Malheureusement, chassez le naturel, il revient au galop. Car, si les dirigeants politiques et monétaires ont réussi à agir efficacement dans l’urgence en 2008-2009, faisant oublier en partie leurs erreurs passées, ils ont très vite retrouvé leurs vieux travers. Ainsi, après seulement un an et demi de reprise, l’économie internationale a déjà retrouvé les affres de la crise. Pis, elle semble désormais vouée à un avenir particulièrement terne. A tel point qu’après avoir disparu de la circulation faute de « résultats », les « tenants de l’apocalypse » refont dangereusement surface. Après avoir eu tort sur toute la ligne du printemps 2009 à la fin 2010, ils se sentent pousser des ailes et annoncent les plus funestes scénarios. Certains nous refont ainsi le coup de la « Grande dépression pire que 1929 ». D’autres prédisent l’explosion imminente de la zone euro. Enfin, les plus fantasques, qui décidément ne reculent devant rien pour faire parler d’eux, nous disent qu’il faut absolument retirer son argent des banques, parce qu’elles vont toutes tomber en faillite.
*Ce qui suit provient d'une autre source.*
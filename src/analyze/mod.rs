//! Metric derivation over sample tables.
//!
//! Everything here is pure: functions take rows or series and return new
//! values, leaving the base tables untouched so each chart can derive its own
//! working copy.

pub mod identity;
pub mod iosize;
pub mod series;
pub mod timeline;
pub mod units;

pub use identity::identity_key;
pub use iosize::{bin_counts, IoSizeBin};
pub use series::{diff_clip, quantile, sum_by_timestamp, Point, TimeSeries};
pub use timeline::{build_tracks, sampling_resolution, segment_rows, Segment, StateSample, Track};
pub use units::{finite_or_zero, safe_div};
#[cfg(test)]
mod tests {
    use super::*;

    pub(crate) fn process_line(
        ts: &str,
        pid: i32,
        state: &str,
        rss: i64,
        pagesize: i64,
        rbytes: i64,
        syscr: i64,
    ) -> String {
        format!(
            "{ts},/proc/{pid},{pid},{state},1,4,{rss},{pagesize},0,0,{vsize},2,\
             10.0,6.0,4.0,30,1.5,1.0,0.5,{rchar},{rbytes},{syscr},0,2048,1024,2,0",
            vsize = 4096 * 1024,
            rchar = 8192,
        )
    }

    #[test]
    fn test_process_from_line_derivations() {
        let line = process_line("2024/03/01T12:00:00", 42, "R", 300, 4096, 8192, 2);
        let s = ProcessSample::from_line(&line, 1).unwrap();

        assert_eq!(s.pid, 42);
        assert_eq!(s.state, "R");
        assert_eq!(s.proc_id, 2);
        assert_eq!(s.rss_kb, 300.0 * 4096.0 / 1024.0);
        assert_eq!(s.vsize, 4096.0);
        assert_eq!(s.rchar, 8.0);
        assert_eq!(s.rbytes, 8.0);
        assert_eq!(s.wchar, 2.0);
        assert_eq!(s.wbytes, 1.0);
        // rsize from raw bytes: 8192 / 2
        assert_eq!(s.rsize, 4096.0);
        assert_eq!(s.rsize_bin, IoSizeBin::K4);
        // wsize: 1024 / 2
        assert_eq!(s.wsize, 512.0);
        assert_eq!(s.wsize_bin, IoSizeBin::B512);
        assert_eq!(s.uname, identity_key(42, "/proc/42", 1));
    }

    #[test]
    fn test_zero_pagesize_gives_zero_rss_kb() {
        let line = process_line("2024/03/01T12:00:00", 1, "S", 300, 0, 0, 0);
        let s = ProcessSample::from_line(&line, 1).unwrap();
        assert_eq!(s.rss_kb, 0.0);
    }

    #[test]
    fn test_zero_syscalls_give_zero_size() {
        let line = process_line("2024/03/01T12:00:00", 1, "S", 1, 4096, 8192, 0);
        let s = ProcessSample::from_line(&line, 1).unwrap();
        assert_eq!(s.rsize, 0.0);
        assert_eq!(s.rsize_bin, IoSizeBin::Zero);
    }

    #[test]
    fn test_process_wrong_field_count() {
        let err = ProcessSample::from_line("2024/03/01T12:00:00,/proc/1,1", 3).unwrap_err();
        assert!(matches!(
            err,
            ParseError::FieldCount {
                line: 3,
                expected: 27,
                got: 3
            }
        ));
    }

    #[test]
    fn test_process_non_numeric_pid() {
        let line = process_line("2024/03/01T12:00:00", 1, "S", 1, 4096, 0, 0)
            .replacen(",1,S,", ",one,S,", 1);
        let err = ProcessSample::from_line(&line, 5).unwrap_err();
        assert!(matches!(
            err,
            ParseError::InvalidNumber {
                line: 5,
                column: "pid",
                ..
            }
        ));
    }

    #[test]
    fn test_process_value_and_key() {
        let line = process_line("2024/03/01T12:00:00", 9, "D", 1, 4096, 0, 0);
        let s = ProcessSample::from_line(&line, 1).unwrap();
        assert_eq!(s.value(ProcessField::AvgCpu), Some(10.0));
        assert_eq!(s.value(ProcessField::State), None);
        assert_eq!(s.key(ProcessField::Proc), GroupKey::Int(2));
        assert_eq!(s.key(ProcessField::State), GroupKey::Text("D".to_string()));
    }

    #[test]
    fn test_cgroup_from_line_converts_kb() {
        let line = "2024/03/01T12:00:00,/cgroup/job_1,2,5,2048,4096,100,200,300,400,8192,1024";
        let s = CgroupSample::from_line(line, 1).unwrap();
        assert_eq!(s.tgids, 2);
        assert_eq!(s.pids, 5);
        assert_eq!(s.cache, 2.0);
        assert_eq!(s.rss, 4.0);
        assert_eq!(s.mapped_file, 100);
        assert_eq!(s.tcache, 8.0);
        assert_eq!(s.trss, 1.0);
    }

    #[test]
    fn test_field_names_roundtrip() {
        for field in ProcessField::ALL {
            assert_eq!(field.as_str().parse::<ProcessField>().unwrap(), field);
        }
        for field in CgroupField::ALL {
            assert_eq!(field.as_str().parse::<CgroupField>().unwrap(), field);
        }
        assert!("bogus".parse::<ProcessField>().is_err());
    }

    #[test]
    fn test_group_key_ordering() {
        let mut keys = vec![
            GroupKey::Text("b".to_string()),
            GroupKey::Int(10),
            GroupKey::Int(2),
        ];
        keys.sort();
        assert_eq!(
            keys,
            vec![
                GroupKey::Int(2),
                GroupKey::Int(10),
                GroupKey::Text("b".to_string())
            ]
        );
    }
}
//! Intermediate figure model.
//!
//! A [`Figure`] describes what to draw without saying how. The chart layer
//! builds figures from derived series and any [`super::FigureOutput`] turns
//! them into artifacts, so the same figure can be rendered to SVG or simply
//! inspected in tests.

use std::collections::BTreeMap;

use chrono::NaiveDateTime;

use crate::analyze::Point;

/// 8-bit RGB color.
#[derive(Debug, Clone, Copy, PartialEq, Eq, Hash)]
pub struct Rgb(pub u8, pub u8, pub u8);

/// A complete chart: title, axis labels and body.
#[derive(Debug, Clone, PartialEq)]
pub struct Figure {
    pub title: String,
    pub x_label: String,
    pub y_label: String,
    pub body: FigureBody,
}

/// The five chart layouts.
///
/// `Line` covers both the single-series summary and the multi-series
/// detail chart; they differ only in series count and colors.
#[derive(Debug, Clone, PartialEq)]
pub enum FigureBody {
    Line {
        series: Vec<NamedSeries>,
    },
    /// Series stacked bottom to top in the order given.
    StackedArea {
        series: Vec<NamedSeries>,
    },
    Timeline {
        tracks: Vec<TimelineTrack>,
    },
    Bars {
        categories: Vec<String>,
        series: Vec<BarSeries>,
    },
}

impl FigureBody {
    pub fn kind(&self) -> &'static str {
        match self {
            Self::Line { .. } => "line",
            Self::StackedArea { .. } => "stacked-area",
            Self::Timeline { .. } => "timeline",
            Self::Bars { .. } => "bars",
        }
    }
}

/// One time series with its legend name and color.
#[derive(Debug, Clone, PartialEq)]
pub struct NamedSeries {
    pub name: String,
    pub color: Rgb,
    pub points: Vec<Point>,
}

/// One horizontal track of a broken-bar timeline.
#[derive(Debug, Clone, PartialEq)]
pub struct TimelineTrack {
    pub label: String,
    pub bars: Vec<TimelineBar>,
}

/// A colored interval on a timeline track.
#[derive(Debug, Clone, PartialEq)]
pub struct TimelineBar {
    pub start: NaiveDateTime,
    pub seconds: f64,
    pub color: Rgb,
    pub label: String,
}

/// Histogram values for one series, one value per category.
#[derive(Debug, Clone, PartialEq)]
pub struct BarSeries {
    pub name: String,
    pub color: Rgb,
    pub values: Vec<f64>,
}

#[derive(Debug, Clone, PartialEq, Eq)]
pub struct LegendEntry {
    pub label: String,
    pub color: Rgb,
}

impl Figure {
    /// Legend entries in first-seen order.
    ///
    /// Timeline bars repeat their state label on every track; those are
    /// collapsed so each label appears once.
    pub fn legend(&self) -> Vec<LegendEntry> {
        let entries: Vec<LegendEntry> = match &self.body {
            FigureBody::Line { series } | FigureBody::StackedArea { series } => series
                .iter()
                .map(|s| LegendEntry {
                    label: s.name.clone(),
                    color: s.color,
                })
                .collect(),
            FigureBody::Bars { series, .. } => series
                .iter()
                .map(|s| LegendEntry {
                    label: s.name.clone(),
                    color: s.color,
                })
                .collect(),
            FigureBody::Timeline { tracks } => tracks
                .iter()
                .flat_map(|t| t.bars.iter())
                .map(|b| LegendEntry {
                    label: b.label.clone(),
                    color: b.color,
                })
                .collect(),
        };

        let mut legend: Vec<LegendEntry> = Vec::new();
        for entry in entries {
            if !legend.iter().any(|e| e.label == entry.label) {
                legend.push(entry);
            }
        }
        legend
    }

    /// Earliest and latest instant drawn on the time axis.
    ///
    /// `None` for histograms and for figures without any data.
    pub fn time_range(&self) -> Option<(NaiveDateTime, NaiveDateTime)> {
        let stamps: Vec<NaiveDateTime> = match &self.body {
            FigureBody::Line { series } | FigureBody::StackedArea { series } => series
                .iter()
                .flat_map(|s| s.points.iter().map(|(ts, _)| *ts))
                .collect(),
            FigureBody::Timeline { tracks } => tracks
                .iter()
                .flat_map(|t| t.bars.iter())
                .flat_map(|b| [b.start, bar_end(b)])
                .collect(),
            FigureBody::Bars { .. } => Vec::new(),
        };
        let min = stamps.iter().min()?;
        let max = stamps.iter().max()?;
        Some((*min, *max))
    }
}

fn bar_end(bar: &TimelineBar) -> NaiveDateTime {
    bar.start + chrono::TimeDelta::milliseconds((bar.seconds * 1000.0).round() as i64)
}

/// Running totals of `series`, bottom layer first.
///
/// Each returned layer holds the cumulative value at every timestamp seen in
/// any series; a series missing a timestamp contributes 0 there.
pub fn stack_layers(series: &[NamedSeries]) -> Vec<Vec<Point>> {
    let mut totals: BTreeMap<NaiveDateTime, f64> = series
        .iter()
        .flat_map(|s| s.points.iter().map(|(ts, _)| (*ts, 0.0)))
        .collect();

    let mut layers = Vec::with_capacity(series.len());
    for s in series {
        let values: BTreeMap<NaiveDateTime, f64> = s.points.iter().copied().collect();
        for (ts, total) in totals.iter_mut() {
            *total += values.get(ts).copied().unwrap_or(0.0);
        }
        layers.push(totals.iter().map(|(ts, v)| (*ts, *v)).collect());
    }
    layers
}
Ah, décidément, la « fin du monde » est un bon filon ! Le drame c’est qu’à force de rabâcher les mêmes sornettes, ils pourraient finir par avoir raison. Rassurez-vous, nous n’avons pas « viré notre cuti ». Cependant, il faut reconnaître qu’avec les erreurs récurrentes et les déclarations irresponsables des dirigeants politiques et monétaires, il y a de quoi s’inquiéter.
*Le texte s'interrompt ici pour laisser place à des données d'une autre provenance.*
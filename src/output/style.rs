//! Colors and state labels.

use std::fmt;
use std::str::FromStr;

use anyhow::bail;

use super::types::Rgb;

/// Color of the single series in a summary chart.
pub const SUMMARY_COLOR: Rgb = Rgb(255, 0, 0);

/// Colors for multi-series line and stacked charts, cycled by series index.
pub const SERIES_PALETTE: [Rgb; 10] = [
    Rgb(31, 119, 180),
    Rgb(255, 127, 14),
    Rgb(44, 160, 44),
    Rgb(214, 39, 40),
    Rgb(148, 103, 189),
    Rgb(140, 86, 75),
    Rgb(227, 119, 194),
    Rgb(127, 127, 127),
    Rgb(188, 189, 34),
    Rgb(23, 190, 207),
];

const LIGHTBLUE: Rgb = Rgb(173, 216, 230);
const BLACK: Rgb = Rgb(0, 0, 0);
const DARKGREEN: Rgb = Rgb(0, 100, 0);
const CRIMSON: Rgb = Rgb(220, 20, 60);
const WHITE: Rgb = Rgb(255, 255, 255);

/// Color and legend label for one process state.
#[derive(Debug, Clone, Copy, PartialEq, Eq)]
pub struct StateStyle {
    pub color: Rgb,
    pub label: &'static str,
}

const OTHER: StateStyle = StateStyle {
    color: WHITE,
    label: "Other",
};

const CPU_STATES: [(&str, StateStyle); 4] = [
    (
        "S",
        StateStyle {
            color: LIGHTBLUE,
            label: "Sleep",
        },
    ),
    (
        "Z",
        StateStyle {
            color: BLACK,
            label: "Zombie",
        },
    ),
    (
        "D",
        StateStyle {
            color: DARKGREEN,
            label: "Disk",
        },
    ),
    (
        "R",
        StateStyle {
            color: CRIMSON,
            label: "Running",
        },
    ),
];

/// How broken-bar segments are labeled.
#[derive(Debug, Clone, Copy, PartialEq, Eq, Default)]
pub enum BarhType {
    /// Color by Linux process state.
    #[default]
    Cpu,
    /// Every segment is "Other".
    Plain,
}

impl BarhType {
    pub fn as_str(&self) -> &'static str {
        match self {
            Self::Cpu => "cpu",
            Self::Plain => "plain",
        }
    }

    /// Style for `state`; unknown states fall back to "Other".
    pub fn style(&self, state: &str) -> StateStyle {
        match self {
            Self::Cpu => CPU_STATES
                .iter()
                .find(|(s, _)| *s == state)
                .map_or(OTHER, |(_, style)| *style),
            Self::Plain => OTHER,
        }
    }
}

impl fmt::Display for BarhType {
    fn fmt(&self, f: &mut fmt::Formatter<'_>) -> fmt::Result {
        f.write_str(self.as_str())
    }
}

impl FromStr for BarhType {
    type Err = anyhow::Error;

    fn from_str(s: &str) -> anyhow::Result<Self> {
        match s {
            "cpu" => Ok(Self::Cpu),
            "plain" => Ok(Self::Plain),
            other => bail!("Unknown barh type: {other} (expected cpu or plain)"),
        }
    }
}

/// `n` fully saturated colors at evenly spaced hues.
///
/// Hues are taken from an `n + 1` step wheel skipping the first step, so two
/// series come out cyan and red.
pub fn hue_colors(n: usize) -> Vec<Rgb> {
    (1..=n).map(|i| hsv(i as f64 / n as f64)).collect()
}

/// Hue in `[0, 1]` at full saturation and value.
fn hsv(hue: f64) -> Rgb {
    let h = (hue.rem_euclid(1.0)) * 6.0;
    let x = 1.0 - (h % 2.0 - 1.0).abs();
    let (r, g, b) = match h as u32 {
        0 => (1.0, x, 0.0),
        1 => (x, 1.0, 0.0),
        2 => (0.0, 1.0, x),
        3 => (0.0, x, 1.0),
        4 => (x, 0.0, 1.0),
        _ => (1.0, 0.0, x),
    };
    let scale = |c: f64| (c * 255.0).round() as u8;
    Rgb(scale(r), scale(g), scale(b))
}
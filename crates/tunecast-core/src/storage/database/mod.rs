mod connection;
mod migrations;
mod schema;

pub use connection::ConnectionPool;
pub use migrations::{Migration, applied_versions, run_migrations};
pub use schema::SCHEMA_VERSION;

use std::path::Path;

use crate::error::Result;

pub fn open_database(path: &Path) -> Result<ConnectionPool> {
    let pool = ConnectionPool::open(path)?;
    {
        let conn = pool.get_connection();
        migrations::run_migrations(&conn)?;
    }
    Ok(pool)
}

pub fn open_in_memory() -> Result<ConnectionPool> {
    let pool = ConnectionPool::open_in_memory()?;
    {
        let conn = pool.get_connection();
        migrations::run_migrations(&conn)?;
    }
    Ok(pool)
}
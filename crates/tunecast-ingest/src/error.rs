use std::fmt;

use thiserror::Error;
use tunecast_core::CoreError;

/// A failure worth retrying. Only ever surfaces wrapped in
/// [`IngestError::UpstreamUnavailable`] once attempts run out.
#[derive(Debug, Clone, PartialEq, Eq)]
pub enum TransientFailure {
    Timeout,
    Status(u16),
    Network(String),
}

impl fmt::Display for TransientFailure {
    fn fmt(&self, f: &mut fmt::Formatter<'_>) -> fmt::Result {
        match self {
            Self::Timeout => f.write_str("request timed out"),
            Self::Status(status) => write!(f, "HTTP {status}"),
            Self::Network(msg) => write!(f, "network error: {msg}"),
        }
    }
}

#[derive(Debug, Error)]
pub enum IngestError {
    #[error("validation error: {0}")]
    Validation(String),

    #[error("not found: {0}")]
    NotFound(String),

    #[error("upstream {url} rejected the request with HTTP {status}")]
    UpstreamRejected { url: String, status: u16 },

    #[error("malformed response from {url}: {message}")]
    MalformedResponse { url: String, message: String },

    #[error("upstream {url} unavailable after {attempts} attempts: {last_error}")]
    UpstreamUnavailable {
        url: String,
        attempts: u32,
        last_error: TransientFailure,
    },

    #[error("deadline exceeded")]
    DeadlineExceeded,

    #[error("store error: {0}")]
    Store(CoreError),

    #[error("invalid URL: {0}")]
    InvalidUrl(String),

    #[error("HTTP client error: {0}")]
    Client(#[from] reqwest::Error),
}

impl From<CoreError> for IngestError {
    fn from(err: CoreError) -> Self {
        match err {
            CoreError::Validation(msg) => Self::Validation(msg),
            CoreError::NotFound(msg) => Self::NotFound(msg),
            CoreError::Config(msg) => Self::Validation(format!("invalid config: {msg}")),
            CoreError::TomlParse(e) => Self::Validation(format!("invalid config: {e}")),
            other => Self::Store(other),
        }
    }
}

impl IngestError {
    /// Upstream failures that degrade a single item rather than the whole call.
    pub fn is_fatal_upstream(&self) -> bool {
        matches!(
            self,
            Self::UpstreamRejected { .. }
                | Self::MalformedResponse { .. }
                | Self::UpstreamUnavailable { .. }
        )
    }

    /// HTTP-style status for callers that report errors that way.
    pub fn status_code(&self) -> u16 {
        match self {
            Self::Validation(_) => 400,
            Self::NotFound(_) => 404,
            Self::UpstreamRejected { .. }
            | Self::MalformedResponse { .. }
            | Self::UpstreamUnavailable { .. } => 502,
            Self::DeadlineExceeded => 504,
            Self::Store(_) | Self::InvalidUrl(_) | Self::Client(_) => 500,
        }
    }
}

pub type Result<T> = std::result::Result<T, IngestError>;
pub mod activity;
pub mod owner;
pub mod podcast;
pub mod record;

pub use activity::*;
pub use owner::*;
pub use podcast::*;
pub use record::*;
Mais pourquoi sommes-nous passés si rapidement de la reprise à la « re-crise »? La réponse est tristement simple. Elle s’explique par le fait qu’après avoir relancé la machine, les pouvoirs publics doivent logiquement payer la facture. Or, dans la quasi-totalité des pays développés, la croissance générée par la relance est nettement insuffisante ne serait-ce que pour payer les intérêts de la dette publique. Dès lors, comme cela s’observe depuis quatre ans, la bulle de la dette s’installe et s’amplifie. Et ce notamment dans la zone euro, qui est, par ailleurs, structurellement menacée par l’absence d’une gouvernance fiable et crédible depuis sa création.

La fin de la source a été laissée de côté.